Task statement: When the word "session" shows up in a line of the records below, copy that line.

Input data:

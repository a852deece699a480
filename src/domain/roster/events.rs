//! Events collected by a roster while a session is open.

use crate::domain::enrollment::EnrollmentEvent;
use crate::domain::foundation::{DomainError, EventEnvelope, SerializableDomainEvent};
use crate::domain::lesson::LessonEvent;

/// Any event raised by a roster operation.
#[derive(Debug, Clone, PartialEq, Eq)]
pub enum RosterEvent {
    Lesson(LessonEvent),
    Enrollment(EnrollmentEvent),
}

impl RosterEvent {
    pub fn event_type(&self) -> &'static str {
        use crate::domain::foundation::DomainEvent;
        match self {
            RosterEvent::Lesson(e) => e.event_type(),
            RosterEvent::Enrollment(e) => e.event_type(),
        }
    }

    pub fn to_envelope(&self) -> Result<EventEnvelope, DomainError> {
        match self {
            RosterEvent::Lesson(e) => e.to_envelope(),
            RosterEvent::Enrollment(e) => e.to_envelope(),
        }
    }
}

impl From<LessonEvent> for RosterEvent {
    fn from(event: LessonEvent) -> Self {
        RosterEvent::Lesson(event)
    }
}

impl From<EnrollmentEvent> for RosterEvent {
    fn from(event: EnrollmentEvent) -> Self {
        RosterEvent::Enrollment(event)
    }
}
...
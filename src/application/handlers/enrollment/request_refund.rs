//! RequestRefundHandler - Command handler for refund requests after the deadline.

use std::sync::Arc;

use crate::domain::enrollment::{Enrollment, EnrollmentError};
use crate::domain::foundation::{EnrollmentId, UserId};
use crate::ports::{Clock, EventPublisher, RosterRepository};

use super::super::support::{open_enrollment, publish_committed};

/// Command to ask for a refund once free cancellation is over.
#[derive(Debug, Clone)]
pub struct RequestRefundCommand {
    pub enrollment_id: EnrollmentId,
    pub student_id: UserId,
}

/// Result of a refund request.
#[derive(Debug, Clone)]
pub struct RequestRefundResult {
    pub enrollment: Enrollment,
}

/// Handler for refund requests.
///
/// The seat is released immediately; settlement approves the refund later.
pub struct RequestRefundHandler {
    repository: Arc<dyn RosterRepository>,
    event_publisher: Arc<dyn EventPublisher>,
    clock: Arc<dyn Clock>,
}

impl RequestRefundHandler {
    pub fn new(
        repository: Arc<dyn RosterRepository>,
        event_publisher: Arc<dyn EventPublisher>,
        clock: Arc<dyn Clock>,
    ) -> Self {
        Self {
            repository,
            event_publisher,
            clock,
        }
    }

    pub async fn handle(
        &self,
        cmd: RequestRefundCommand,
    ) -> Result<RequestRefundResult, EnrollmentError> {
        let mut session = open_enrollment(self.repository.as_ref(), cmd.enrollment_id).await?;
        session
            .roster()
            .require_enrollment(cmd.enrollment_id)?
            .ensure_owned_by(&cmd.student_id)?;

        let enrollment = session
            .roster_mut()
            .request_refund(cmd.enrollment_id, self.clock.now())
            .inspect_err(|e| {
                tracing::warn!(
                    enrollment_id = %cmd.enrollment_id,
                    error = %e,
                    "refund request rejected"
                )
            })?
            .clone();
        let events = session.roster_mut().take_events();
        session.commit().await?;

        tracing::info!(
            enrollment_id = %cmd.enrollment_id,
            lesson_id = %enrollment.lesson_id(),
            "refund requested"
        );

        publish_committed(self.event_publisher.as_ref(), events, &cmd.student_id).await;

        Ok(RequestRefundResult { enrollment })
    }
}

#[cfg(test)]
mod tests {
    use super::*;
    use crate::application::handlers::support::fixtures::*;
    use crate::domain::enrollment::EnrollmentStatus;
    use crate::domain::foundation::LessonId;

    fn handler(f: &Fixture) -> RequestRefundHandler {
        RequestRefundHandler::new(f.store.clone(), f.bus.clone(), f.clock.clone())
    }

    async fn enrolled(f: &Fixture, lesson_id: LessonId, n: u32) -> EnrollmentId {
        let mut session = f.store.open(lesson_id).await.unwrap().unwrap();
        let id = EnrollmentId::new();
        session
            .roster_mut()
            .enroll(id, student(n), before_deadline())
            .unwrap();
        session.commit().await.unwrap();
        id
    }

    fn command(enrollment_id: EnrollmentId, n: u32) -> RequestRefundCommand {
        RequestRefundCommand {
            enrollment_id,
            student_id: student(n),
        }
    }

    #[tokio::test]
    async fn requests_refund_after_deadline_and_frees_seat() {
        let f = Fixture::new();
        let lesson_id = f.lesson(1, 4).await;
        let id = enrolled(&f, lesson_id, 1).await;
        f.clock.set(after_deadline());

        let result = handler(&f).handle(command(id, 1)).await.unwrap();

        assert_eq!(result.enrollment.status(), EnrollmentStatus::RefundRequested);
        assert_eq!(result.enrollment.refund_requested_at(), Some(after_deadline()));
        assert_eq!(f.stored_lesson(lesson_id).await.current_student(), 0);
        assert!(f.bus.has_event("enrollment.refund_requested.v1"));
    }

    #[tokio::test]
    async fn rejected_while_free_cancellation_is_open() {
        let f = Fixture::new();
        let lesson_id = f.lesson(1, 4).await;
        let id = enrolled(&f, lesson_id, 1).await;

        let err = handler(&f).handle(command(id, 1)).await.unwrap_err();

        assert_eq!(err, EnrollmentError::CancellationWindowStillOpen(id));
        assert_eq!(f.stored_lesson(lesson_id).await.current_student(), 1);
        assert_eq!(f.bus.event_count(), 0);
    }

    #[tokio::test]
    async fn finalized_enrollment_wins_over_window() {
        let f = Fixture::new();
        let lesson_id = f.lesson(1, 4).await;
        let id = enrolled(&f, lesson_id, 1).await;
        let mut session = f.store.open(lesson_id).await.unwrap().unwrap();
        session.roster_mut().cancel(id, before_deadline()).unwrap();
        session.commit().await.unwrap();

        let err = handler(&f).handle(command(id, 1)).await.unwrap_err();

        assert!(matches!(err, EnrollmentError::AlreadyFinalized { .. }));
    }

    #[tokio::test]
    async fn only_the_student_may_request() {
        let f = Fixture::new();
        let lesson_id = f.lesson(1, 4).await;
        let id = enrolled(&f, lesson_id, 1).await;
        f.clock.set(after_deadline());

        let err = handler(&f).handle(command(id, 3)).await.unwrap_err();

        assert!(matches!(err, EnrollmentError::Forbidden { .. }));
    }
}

Written response:
//! Events collected by a roster while a session is open.
        let mut session = open_enrollment(self.repository.as_ref(), cmd.enrollment_id).await?;
        session
        let enrollment = session
        let events = session.roster_mut().take_events();
        session.commit().await?;
        let mut session = f.store.open(lesson_id).await.unwrap().unwrap();
        session
        session.commit().await.unwrap();
        let mut session = f.store.open(lesson_id).await.unwrap().unwrap();
        session.roster_mut().cancel(id, before_deadline()).unwrap();
        session.commit().await.unwrap();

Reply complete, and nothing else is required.